## Excerpted data
// ── Abilities ──

impl LevelSession {
    /// Mimosa's fold: shades her current tile (any tile, goals and Sun
    /// included), records the distinct coordinate, and trips Switch L
    /// when she folds while standing on it.
    pub fn handle_fold(&mut self) -> Vec<GameEvent> {
        let mut events = Vec::new();
        if self.phase != Phase::Playing {
            return events;
        }
        let shade_until = self.clock_ms + self.config.timing.shade_linger_ms;
        let (x, y) = (self.mimosa.x, self.mimosa.y);
        if let Some(tile) = self.grid.get_mut(x, y) {
            tile.kind = TileKind::Shade;
            tile.shade_until = shade_until;
        }
        self.mimosa.shades.insert((x, y));
        events.push(GameEvent::TileFolded { x, y, distinct: self.mimosa.shades.len() });
        self.set_message(format!("{} folded", ActorId::Mimosa.label()));

        if !self.switch_l.active && self.switch_l.x == x && self.switch_l.y == y {
            self.switch_l.active = true;
            self.open_gate(GateId::B, &mut events);
        }

        self.refresh_danger(&mut events);
        events
    }

    /// Moss's resource action: on Switch T it activates the switch (one
    /// moisture), otherwise it moistens a Dry tile (one moisture).
    pub fn handle_resource(&mut self) -> Vec<GameEvent> {
        let mut events = Vec::new();
        if self.phase != Phase::Playing {
            return events;
        }
        if self.moss.moisture == 0 {
            self.set_message("No moisture");
            return events;
        }
        let (x, y) = (self.moss.x, self.moss.y);

        if !self.switch_t.active && self.switch_t.x == x && self.switch_t.y == y {
            self.switch_t.active = true;
            self.moss.moisture -= 1;
            self.open_gate(GateId::A, &mut events);
            self.refresh_danger(&mut events);
            return events;
        }

        if self.grid.get(x, y).kind == TileKind::Dry {
            if let Some(tile) = self.grid.get_mut(x, y) {
                tile.kind = TileKind::Moist;
            }
            self.moss.moisture -= 1;
            events.push(GameEvent::TileMoistened { x, y });
            self.set_message("Tile moistened");
            self.refresh_danger(&mut events);
            return events;
        }

        self.set_message("No action here");
        events
    }

    /// A gate opens exactly once; its cell becomes plain passable Rock.
    fn open_gate(&mut self, id: GateId, events: &mut Vec<GameEvent>) {
        let (gate, switch, opener) = match id {
            GateId::A => (&mut self.gate_a, SwitchId::T, ActorId::Moss),
            GateId::B => (&mut self.gate_b, SwitchId::L, ActorId::Mimosa),
        };
        gate.open = true;
        let (gx, gy) = (gate.x, gate.y);
        if let Some(tile) = self.grid.get_mut(gx, gy) {
            tile.kind = TileKind::Rock;
        }
        events.push(GameEvent::SwitchActivated { switch, gate: id });
        self.set_message(format!("Gate {:?} unlocked by {}", id, opener.label()));
    }
}

fn switch_l_pos() -> (i32, i32) {
    let x = ((WIDTH as f32 * 0.25).floor() as i32).max(1);
    let y = ((HEIGHT as f32 * 0.55).floor() as i32).max(1);
    (x, y)
}

fn switch_t_pos() -> (i32, i32) {
    let x = ((WIDTH as f32 * 0.75).floor() as i32).min(WIDTH - 2);
    let y = ((HEIGHT as f32 * 0.4).floor() as i32).max(1);
    (x, y)
}

// ══════════════════════════════════════════════════════════════
// Unit tests
// ══════════════════════════════════════════════════════════════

## Work instructions
Return each line of the listing that holds the string "ActorId".

## Response to this task
        self.set_message(format!("{} folded", ActorId::Mimosa.label()));
            GateId::A => (&mut self.gate_a, SwitchId::T, ActorId::Moss),
            GateId::B => (&mut self.gate_b, SwitchId::L, ActorId::Mimosa),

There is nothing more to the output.